Inside Iran’s Army of Terror And Oppression, Islamic Revolutionary Guard Corps (IRGC) plays a role in spreading chaos across the world.
Amid the rising calls by the Iranian people for the disbanding of the Iranian regime’s Islamic Revolutionary Guards Corps (IRGC), and as the role of this terrorist organization in spreading chaos across the world and oppressing dissidents inside Iran becomes clearer, it is important to know what this force is.
Shortly after the 1979 revolution in Iran, Ruhollah Khomeini, the mullahs’ Supreme Leader ordered the creation of the IRGC. The regime described the mandate of this military force as preserving the revolution and its values. However, the real mandate of the IRGC is to preserve the mullahs’ regime at any cost. Khomeini once said, “if the IRGC is gone, the whole country will be lost”. Of course, by country, he meant his regime.
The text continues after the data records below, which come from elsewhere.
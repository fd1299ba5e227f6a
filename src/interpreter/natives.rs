use crate::errors;

use super::{env::Environment, fun::Arity, Callable, Value};

pub(super) fn install(globals: &Environment) {
    globals.define(
        "clock",
        Value::Callable(Callable::native("clock", Arity::Fixed(0), |_, _| {
            let offset = std::time::SystemTime::now()
                .duration_since(std::time::SystemTime::UNIX_EPOCH)
                .map_err(|_| errors::native("The system clock is set to a time before 1970-01-01T00:00:00Z."))?;

            Ok(Value::Number(offset.as_secs_f64()))
        })),
    );

    globals.define(
        "exit",
        Value::Callable(Callable::native("exit", Arity::Fixed(1), |interpreter, args| {
            let code = args
                .first()
                .and_then(Value::as_number)
                .ok_or_else(|| errors::native("Exit code must be a number."))?;

            interpreter.flush();
            tracing::debug!(code, "script requested exit");
            std::process::exit(code as i32)
        })),
    );

    globals.define(
        "print",
        Value::Callable(Callable::native("print", Arity::Variadic, |interpreter, args| {
            let text = args.iter().map(|arg| arg.to_string()).collect::<Vec<_>>().join(" ");
            interpreter.write_line(&text)?;
            Ok(Value::Nil)
        })),
    );
}
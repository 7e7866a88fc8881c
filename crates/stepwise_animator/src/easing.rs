// SPDX-License-Identifier: MIT OR Apache-2.0
//! Easing curves applied to normalized segment progress.

use serde::{Deserialize, Serialize};
use std::f32::consts::PI;

/// Shaping function selected for a segment
#[derive(Debug, Clone, Copy, PartialEq, Eq, Hash, Serialize, Deserialize)]
#[derive(Default)]
pub enum EasingCurve {
    /// Constant speed
    #[default]
    Linear,
    /// Quadratic ease-in
    InQuad,
    /// Quadratic ease-out
    OutQuad,
    /// Quadratic ease-in-out
    InOutQuad,
    /// Cubic ease-in
    InCubic,
    /// Cubic ease-out
    OutCubic,
    /// Cubic ease-in-out
    InOutCubic,
    /// Quartic ease-in
    InQuart,
    /// Quartic ease-out
    OutQuart,
    /// Quartic ease-in-out
    InOutQuart,
    /// Quintic ease-in
    InQuint,
    /// Quintic ease-out
    OutQuint,
    /// Quintic ease-in-out
    InOutQuint,
    /// Sine ease-in
    InSine,
    /// Sine ease-out
    OutSine,
    /// Sine ease-in-out
    InOutSine,
    /// Exponential ease-in
    InExpo,
    /// Exponential ease-out
    OutExpo,
    /// Exponential ease-in-out
    InOutExpo,
    /// Circular ease-in
    InCirc,
    /// Circular ease-out
    OutCirc,
    /// Circular ease-in-out
    InOutCirc,
    /// Pulls back before moving forward
    InBack,
    /// Overshoots the end and settles
    OutBack,
    /// Pulls back, then overshoots
    InOutBack,
    /// Bounce ease-in
    InBounce,
    /// Bounce ease-out
    OutBounce,
    /// Bounce ease-in-out
    InOutBounce,
    /// Elastic ease-in
    InElastic,
    /// Elastic ease-out
    OutElastic,
}

const BACK_C1: f32 = 1.701_58;
const BACK_C2: f32 = BACK_C1 * 1.525;
const BACK_C3: f32 = BACK_C1 + 1.0;
const ELASTIC_C4: f32 = (2.0 * PI) / 3.0;

impl EasingCurve {
    /// Every curve, in declaration order
    pub const ALL: [EasingCurve; 30] = [
        Self::Linear,
        Self::InQuad,
        Self::OutQuad,
        Self::InOutQuad,
        Self::InCubic,
        Self::OutCubic,
        Self::InOutCubic,
        Self::InQuart,
        Self::OutQuart,
        Self::InOutQuart,
        Self::InQuint,
        Self::OutQuint,
        Self::InOutQuint,
        Self::InSine,
        Self::OutSine,
        Self::InOutSine,
        Self::InExpo,
        Self::OutExpo,
        Self::InOutExpo,
        Self::InCirc,
        Self::OutCirc,
        Self::InOutCirc,
        Self::InBack,
        Self::OutBack,
        Self::InOutBack,
        Self::InBounce,
        Self::OutBounce,
        Self::InOutBounce,
        Self::InElastic,
        Self::OutElastic,
    ];

    /// Apply the curve to normalized progress.
    ///
    /// `t` is clamped to `0.0..=1.0`. Every curve maps 0 to 0 and 1 to 1;
    /// the back and elastic families leave that range in between.
    pub fn apply(&self, t: f32) -> f32 {
        let t = t.clamp(0.0, 1.0);
        match self {
            Self::Linear => t,
            Self::InQuad => t * t,
            Self::OutQuad => 1.0 - (1.0 - t) * (1.0 - t),
            Self::InOutQuad => in_out(t, |t| 2.0 * t * t, 2),
            Self::InCubic => t.powi(3),
            Self::OutCubic => 1.0 - (1.0 - t).powi(3),
            Self::InOutCubic => in_out(t, |t| 4.0 * t.powi(3), 3),
            Self::InQuart => t.powi(4),
            Self::OutQuart => 1.0 - (1.0 - t).powi(4),
            Self::InOutQuart => in_out(t, |t| 8.0 * t.powi(4), 4),
            Self::InQuint => t.powi(5),
            Self::OutQuint => 1.0 - (1.0 - t).powi(5),
            Self::InOutQuint => in_out(t, |t| 16.0 * t.powi(5), 5),
            Self::InSine => 1.0 - (t * PI / 2.0).cos(),
            Self::OutSine => (t * PI / 2.0).sin(),
            Self::InOutSine => -((PI * t).cos() - 1.0) / 2.0,
            Self::InExpo => {
                if t == 0.0 {
                    0.0
                } else {
                    2.0_f32.powf(10.0 * t - 10.0)
                }
            }
            Self::OutExpo => {
                if t == 1.0 {
                    1.0
                } else {
                    1.0 - 2.0_f32.powf(-10.0 * t)
                }
            }
            Self::InOutExpo => {
                if t == 0.0 || t == 1.0 {
                    t
                } else if t < 0.5 {
                    2.0_f32.powf(20.0 * t - 10.0) / 2.0
                } else {
                    (2.0 - 2.0_f32.powf(-20.0 * t + 10.0)) / 2.0
                }
            }
            Self::InCirc => 1.0 - (1.0 - t * t).sqrt(),
            Self::OutCirc => (1.0 - (t - 1.0).powi(2)).sqrt(),
            Self::InOutCirc => {
                if t < 0.5 {
                    (1.0 - (1.0 - (2.0 * t).powi(2)).sqrt()) / 2.0
                } else {
                    ((1.0 - (-2.0 * t + 2.0).powi(2)).sqrt() + 1.0) / 2.0
                }
            }
            Self::InBack => BACK_C3 * t.powi(3) - BACK_C1 * t * t,
            Self::OutBack => 1.0 + BACK_C3 * (t - 1.0).powi(3) + BACK_C1 * (t - 1.0).powi(2),
            Self::InOutBack => {
                if t < 0.5 {
                    ((2.0 * t).powi(2) * ((BACK_C2 + 1.0) * 2.0 * t - BACK_C2)) / 2.0
                } else {
                    ((2.0 * t - 2.0).powi(2) * ((BACK_C2 + 1.0) * (t * 2.0 - 2.0) + BACK_C2) + 2.0)
                        / 2.0
                }
            }
            Self::InBounce => 1.0 - out_bounce(1.0 - t),
            Self::OutBounce => out_bounce(t),
            Self::InOutBounce => {
                if t < 0.5 {
                    (1.0 - out_bounce(1.0 - 2.0 * t)) / 2.0
                } else {
                    (1.0 + out_bounce(2.0 * t - 1.0)) / 2.0
                }
            }
            Self::InElastic => {
                if t == 0.0 || t == 1.0 {
                    t
                } else {
                    -(2.0_f32.powf(10.0 * t - 10.0)) * ((t * 10.0 - 10.75) * ELASTIC_C4).sin()
                }
            }
            Self::OutElastic => {
                if t == 0.0 || t == 1.0 {
                    t
                } else {
                    2.0_f32.powf(-10.0 * t) * ((t * 10.0 - 0.75) * ELASTIC_C4).sin() + 1.0
                }
            }
        }
    }

    /// Display name
    pub fn name(&self) -> &'static str {
        match self {
            Self::Linear => "Linear",
            Self::InQuad => "In Quad",
            Self::OutQuad => "Out Quad",
            Self::InOutQuad => "In-Out Quad",
            Self::InCubic => "In Cubic",
            Self::OutCubic => "Out Cubic",
            Self::InOutCubic => "In-Out Cubic",
            Self::InQuart => "In Quart",
            Self::OutQuart => "Out Quart",
            Self::InOutQuart => "In-Out Quart",
            Self::InQuint => "In Quint",
            Self::OutQuint => "Out Quint",
            Self::InOutQuint => "In-Out Quint",
            Self::InSine => "In Sine",
            Self::OutSine => "Out Sine",
            Self::InOutSine => "In-Out Sine",
            Self::InExpo => "In Expo",
            Self::OutExpo => "Out Expo",
            Self::InOutExpo => "In-Out Expo",
            Self::InCirc => "In Circ",
            Self::OutCirc => "Out Circ",
            Self::InOutCirc => "In-Out Circ",
            Self::InBack => "In Back",
            Self::OutBack => "Out Back",
            Self::InOutBack => "In-Out Back",
            Self::InBounce => "In Bounce",
            Self::OutBounce => "Out Bounce",
            Self::InOutBounce => "In-Out Bounce",
            Self::InElastic => "In Elastic",
            Self::OutElastic => "Out Elastic",
        }
    }
}

/// Symmetric in-out built from the ease-in half; the second half mirrors
/// the power curve of the given degree.
fn in_out(t: f32, ease_in: impl Fn(f32) -> f32, degree: i32) -> f32 {
    if t < 0.5 {
        ease_in(t)
    } else {
        1.0 - (-2.0 * t + 2.0).powi(degree) / 2.0
    }
}

fn out_bounce(t: f32) -> f32 {
    let n1 = 7.5625;
    let d1 = 2.75;

    if t < 1.0 / d1 {
        n1 * t * t
    } else if t < 2.0 / d1 {
        let t = t - 1.5 / d1;
        n1 * t * t + 0.75
    } else if t < 2.5 / d1 {
        let t = t - 2.25 / d1;
        n1 * t * t + 0.9375
    } else {
        let t = t - 2.625 / d1;
        n1 * t * t + 0.984_375
    }
}
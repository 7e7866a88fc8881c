// SPDX-License-Identifier: MIT OR Apache-2.0
//! Property binding for animators.
//!
//! A binding is the getter/setter pair through which an animator reads and
//! writes a property it does not own. The closures are reference counted, so
//! whatever state they capture lives as long as any animator holding them.

use std::cell::{Cell, RefCell};
use std::fmt;
use std::rc::Rc;

/// Reads the current property value
pub type Getter<T> = Rc<dyn Fn() -> T>;

/// Writes a new property value
pub type Setter<T> = Rc<dyn Fn(T)>;

/// Binding of an animator to a property
pub struct PropertyBinding<T> {
    getter: Option<Getter<T>>,
    setter: Option<Setter<T>>,
}

impl<T: 'static> PropertyBinding<T> {
    /// Create a binding from a getter and a setter
    pub fn new(getter: impl Fn() -> T + 'static, setter: impl Fn(T) + 'static) -> Self {
        Self {
            getter: Some(Rc::new(getter)),
            setter: Some(Rc::new(setter)),
        }
    }

    /// Create a binding to a shared cell
    pub fn cell(cell: &Rc<Cell<T>>) -> Self
    where
        T: Copy,
    {
        let read = Rc::clone(cell);
        let write = Rc::clone(cell);
        Self::new(move || read.get(), move |value| write.set(value))
    }

    /// Create a binding to a shared ref cell
    pub fn ref_cell(cell: &Rc<RefCell<T>>) -> Self
    where
        T: Clone,
    {
        let read = Rc::clone(cell);
        let write = Rc::clone(cell);
        Self::new(
            move || read.borrow().clone(),
            move |value| *write.borrow_mut() = value,
        )
    }

    /// Replace the getter
    pub fn with_getter(mut self, getter: impl Fn() -> T + 'static) -> Self {
        self.getter = Some(Rc::new(getter));
        self
    }

    /// Replace the setter
    pub fn with_setter(mut self, setter: impl Fn(T) + 'static) -> Self {
        self.setter = Some(Rc::new(setter));
        self
    }
}

impl<T> PropertyBinding<T> {
    /// Create a binding with neither accessor
    pub fn unbound() -> Self {
        Self {
            getter: None,
            setter: None,
        }
    }

    /// Install a shared getter
    pub fn set_getter(&mut self, getter: Getter<T>) {
        self.getter = Some(getter);
    }

    /// Install a shared setter
    pub fn set_setter(&mut self, setter: Setter<T>) {
        self.setter = Some(setter);
    }

    /// Read the property, if a getter is installed
    pub fn get(&self) -> Option<T> {
        self.getter.as_ref().map(|getter| getter())
    }

    /// Write the property. Returns false when no setter is installed.
    pub fn set(&self, value: T) -> bool {
        match &self.setter {
            Some(setter) => {
                setter(value);
                true
            }
            None => false,
        }
    }

    /// Whether a getter is installed
    pub fn has_getter(&self) -> bool {
        self.getter.is_some()
    }

    /// Whether a setter is installed
    pub fn has_setter(&self) -> bool {
        self.setter.is_some()
    }
}

impl<T> Clone for PropertyBinding<T> {
    fn clone(&self) -> Self {
        Self {
            getter: self.getter.clone(),
            setter: self.setter.clone(),
        }
    }
}

impl<T> Default for PropertyBinding<T> {
    fn default() -> Self {
        Self::unbound()
    }
}

impl<T> fmt::Debug for PropertyBinding<T> {
    fn fmt(&self, f: &mut fmt::Formatter<'_>) -> fmt::Result {
        f.debug_struct("PropertyBinding")
            .field("getter", &self.has_getter())
            .field("setter", &self.has_setter())
            .finish()
    }
}
// SPDX-License-Identifier: MIT OR Apache-2.0
//! Segment parameters and their evaluation over elapsed time.

use crate::easing::EasingCurve;
use crate::value::Interpolate;
use serde::{Deserialize, Serialize};
use std::time::Duration;

/// Parameters of one interpolation segment.
///
/// Serialized with the duration in milliseconds (`duration_ms`): an integer
/// for whole milliseconds, a fractional number when the duration carries
/// sub-millisecond precision.
#[derive(Debug, Clone, PartialEq, Serialize, Deserialize)]
pub struct EvaluatorParams<T> {
    /// Value at the start of the segment
    pub start_value: T,
    /// Value at the end of the segment
    pub end_value: T,
    /// Length of the segment
    #[serde(rename = "duration_ms", with = "duration_ms")]
    pub duration: Duration,
    /// Shaping applied to progress
    #[serde(default)]
    pub curve: EasingCurve,
}

impl<T> EvaluatorParams<T> {
    /// Create segment parameters
    pub fn new(start_value: T, end_value: T, duration: Duration, curve: EasingCurve) -> Self {
        Self {
            start_value,
            end_value,
            duration,
            curve,
        }
    }

    /// Create a linear segment
    pub fn linear(start_value: T, end_value: T, duration: Duration) -> Self {
        Self::new(start_value, end_value, duration, EasingCurve::Linear)
    }

    /// Create a segment with a duration in milliseconds
    pub fn from_millis(start_value: T, end_value: T, millis: u32, curve: EasingCurve) -> Self {
        Self::new(
            start_value,
            end_value,
            Duration::from_millis(u64::from(millis)),
            curve,
        )
    }

    /// Set the easing curve
    pub fn with_curve(mut self, curve: EasingCurve) -> Self {
        self.curve = curve;
        self
    }
}

impl<T: Default> Default for EvaluatorParams<T> {
    fn default() -> Self {
        Self::new(
            T::default(),
            T::default(),
            crate::DEFAULT_DURATION,
            EasingCurve::Linear,
        )
    }
}

/// Computes segment values from elapsed time
#[derive(Debug, Clone, PartialEq)]
pub struct Evaluator<T> {
    params: EvaluatorParams<T>,
}

impl<T: Interpolate> Evaluator<T> {
    /// Create an evaluator for a segment
    pub fn new(params: EvaluatorParams<T>) -> Self {
        Self { params }
    }

    /// Segment parameters
    pub fn params(&self) -> &EvaluatorParams<T> {
        &self.params
    }

    /// Mutable segment parameters
    pub fn params_mut(&mut self) -> &mut EvaluatorParams<T> {
        &mut self.params
    }

    /// Replace the segment parameters
    pub fn set_params(&mut self, params: EvaluatorParams<T>) {
        self.params = params;
    }

    /// Normalized progress (0.0 to 1.0) after `elapsed`.
    ///
    /// A zero-length segment is complete immediately.
    pub fn progress(&self, elapsed: Duration) -> f32 {
        if self.params.duration.is_zero() {
            return 1.0;
        }
        (elapsed.as_secs_f32() / self.params.duration.as_secs_f32()).clamp(0.0, 1.0)
    }

    /// Value at a normalized progress
    pub fn value_at(&self, progress: f32) -> T {
        if progress >= 1.0 {
            return self.params.end_value.clone();
        }
        if progress <= 0.0 {
            return self.params.start_value.clone();
        }

        let eased = self.params.curve.apply(progress);
        self.params.start_value.lerp(&self.params.end_value, eased)
    }

    /// Value after `elapsed`, and whether the segment is complete
    pub fn evaluate(&self, elapsed: Duration) -> (T, bool) {
        let progress = self.progress(elapsed);
        (self.value_at(progress), progress >= 1.0)
    }
}

mod duration_ms {
    use serde::de::{self, Unexpected, Visitor};
    use serde::{Deserializer, Serializer};
    use std::fmt;
    use std::time::Duration;

    const NANOS_PER_MILLI: f64 = 1_000_000.0;

    pub fn serialize<S: Serializer>(duration: &Duration, serializer: S) -> Result<S::Ok, S::Error> {
        if duration.subsec_nanos() % 1_000_000 == 0 {
            let millis = u64::try_from(duration.as_millis()).unwrap_or(u64::MAX);
            serializer.serialize_u64(millis)
        } else {
            serializer.serialize_f64(duration.as_nanos() as f64 / NANOS_PER_MILLI)
        }
    }

    pub fn deserialize<'de, D: Deserializer<'de>>(deserializer: D) -> Result<Duration, D::Error> {
        deserializer.deserialize_any(MillisVisitor)
    }

    struct MillisVisitor;

    impl Visitor<'_> for MillisVisitor {
        type Value = Duration;

        fn expecting(&self, f: &mut fmt::Formatter<'_>) -> fmt::Result {
            f.write_str("a non-negative number of milliseconds")
        }

        fn visit_u64<E: de::Error>(self, value: u64) -> Result<Duration, E> {
            Ok(Duration::from_millis(value))
        }

        fn visit_i64<E: de::Error>(self, value: i64) -> Result<Duration, E> {
            u64::try_from(value)
                .map(Duration::from_millis)
                .map_err(|_| E::invalid_value(Unexpected::Signed(value), &self))
        }

        fn visit_f64<E: de::Error>(self, value: f64) -> Result<Duration, E> {
            let nanos = (value * NANOS_PER_MILLI).round();
            if !nanos.is_finite() || nanos < 0.0 || nanos > u64::MAX as f64 {
                return Err(E::invalid_value(Unexpected::Float(value), &self));
            }
            Ok(Duration::from_nanos(nanos as u64))
        }
    }
}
Since its creation, the IRGC has been actively engaged both in oppressing dissidents inside Iran and spreading terrorism abroad. The IRGC funds and supports terrorist groups such as Hezbollah in Lebanon and Hamas in Palestine.
For funding its illicit activities, the IRGC has monopolized Iran’s economy and industry, and plundered country’s national wealth and resources, thus forcing the people into deeper poverty. While the people of Iran grapple with poverty, and now the COVID-19 crisis, the IRGC continues using all of Iran’s revenues to pursue its terrorist activities. While Iran has an army, the IRGC has an official budget, because it is part of the armed forces.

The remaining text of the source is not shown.